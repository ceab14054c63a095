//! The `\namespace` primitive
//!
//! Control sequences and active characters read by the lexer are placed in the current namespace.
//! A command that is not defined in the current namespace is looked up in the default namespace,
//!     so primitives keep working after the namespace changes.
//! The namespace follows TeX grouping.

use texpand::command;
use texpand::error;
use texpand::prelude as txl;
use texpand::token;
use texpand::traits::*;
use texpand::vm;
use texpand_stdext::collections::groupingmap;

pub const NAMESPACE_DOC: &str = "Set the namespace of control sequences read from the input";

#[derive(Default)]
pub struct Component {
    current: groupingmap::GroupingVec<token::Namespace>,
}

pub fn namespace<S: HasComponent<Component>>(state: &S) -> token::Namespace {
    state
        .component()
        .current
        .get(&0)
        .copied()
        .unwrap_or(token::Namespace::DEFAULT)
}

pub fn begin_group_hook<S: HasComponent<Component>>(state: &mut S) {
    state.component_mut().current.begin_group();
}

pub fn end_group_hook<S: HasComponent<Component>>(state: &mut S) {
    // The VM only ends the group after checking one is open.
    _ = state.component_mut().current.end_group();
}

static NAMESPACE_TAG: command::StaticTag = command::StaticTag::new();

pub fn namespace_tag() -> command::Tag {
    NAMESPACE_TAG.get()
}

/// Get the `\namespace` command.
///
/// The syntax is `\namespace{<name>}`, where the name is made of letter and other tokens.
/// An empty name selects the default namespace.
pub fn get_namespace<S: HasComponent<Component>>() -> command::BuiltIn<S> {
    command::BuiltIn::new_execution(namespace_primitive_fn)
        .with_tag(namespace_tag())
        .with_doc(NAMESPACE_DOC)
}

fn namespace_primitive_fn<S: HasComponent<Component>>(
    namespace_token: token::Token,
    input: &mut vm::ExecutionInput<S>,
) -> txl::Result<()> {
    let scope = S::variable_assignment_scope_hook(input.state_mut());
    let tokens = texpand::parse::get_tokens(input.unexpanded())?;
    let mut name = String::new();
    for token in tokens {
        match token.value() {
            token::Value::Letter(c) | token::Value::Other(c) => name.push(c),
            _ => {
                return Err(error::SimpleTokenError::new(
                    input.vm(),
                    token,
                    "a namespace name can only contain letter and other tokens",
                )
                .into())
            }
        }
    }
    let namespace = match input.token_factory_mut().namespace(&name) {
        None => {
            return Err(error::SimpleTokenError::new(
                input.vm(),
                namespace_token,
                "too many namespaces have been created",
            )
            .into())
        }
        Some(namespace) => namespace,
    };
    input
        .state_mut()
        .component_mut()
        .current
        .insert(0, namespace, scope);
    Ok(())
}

==================================================

**Exercise prompt**
Your answer should be the full set of records, printed exactly.

**Finished exercise**
repository ceab14054c63a095
//! The `\namespace` primitive
//!
//! Control sequences and active characters read by the lexer are placed in the current namespace.
//! A command that is not defined in the current namespace is looked up in the default namespace,
//!     so primitives keep working after the namespace changes.
//! The namespace follows TeX grouping.

use texpand::command;
use texpand::error;
use texpand::prelude as txl;
use texpand::token;
use texpand::traits::*;
use texpand::vm;
use texpand_stdext::collections::groupingmap;

pub const NAMESPACE_DOC: &str = "Set the namespace of control sequences read from the input";

#[derive(Default)]
pub struct Component {
    current: groupingmap::GroupingVec<token::Namespace>,
}

pub fn namespace<S: HasComponent<Component>>(state: &S) -> token::Namespace {
    state
        .component()
        .current
        .get(&0)
        .copied()
        .unwrap_or(token::Namespace::DEFAULT)
}

pub fn begin_group_hook<S: HasComponent<Component>>(state: &mut S) {
    state.component_mut().current.begin_group();
}

pub fn end_group_hook<S: HasComponent<Component>>(state: &mut S) {
    // The VM only ends the group after checking one is open.
    _ = state.component_mut().current.end_group();
}

static NAMESPACE_TAG: command::StaticTag = command::StaticTag::new();

pub fn namespace_tag() -> command::Tag {
    NAMESPACE_TAG.get()
}

/// Get the `\namespace` command.
///
/// The syntax is `\namespace{<name>}`, where the name is made of letter and other tokens.
/// An empty name selects the default namespace.
pub fn get_namespace<S: HasComponent<Component>>() -> command::BuiltIn<S> {
    command::BuiltIn::new_execution(namespace_primitive_fn)
        .with_tag(namespace_tag())
        .with_doc(NAMESPACE_DOC)
}

fn namespace_primitive_fn<S: HasComponent<Component>>(
    namespace_token: token::Token,
    input: &mut vm::ExecutionInput<S>,
) -> txl::Result<()> {
    let scope = S::variable_assignment_scope_hook(input.state_mut());
    let tokens = texpand::parse::get_tokens(input.unexpanded())?;
    let mut name = String::new();
    for token in tokens {
        match token.value() {
            token::Value::Letter(c) | token::Value::Other(c) => name.push(c),
            _ => {
                return Err(error::SimpleTokenError::new(
                    input.vm(),
                    token,
                    "a namespace name can only contain letter and other tokens",
                )
                .into())
            }
        }
    }
    let namespace = match input.token_factory_mut().namespace(&name) {
        None => {
            return Err(error::SimpleTokenError::new(
                input.vm(),
                namespace_token,
                "too many namespaces have been created",
            )
            .into())
        }
        Some(namespace) => namespace,
    };
    input
        .state_mut()
        .component_mut()
        .current
        .insert(0, namespace, scope);
    Ok(())
}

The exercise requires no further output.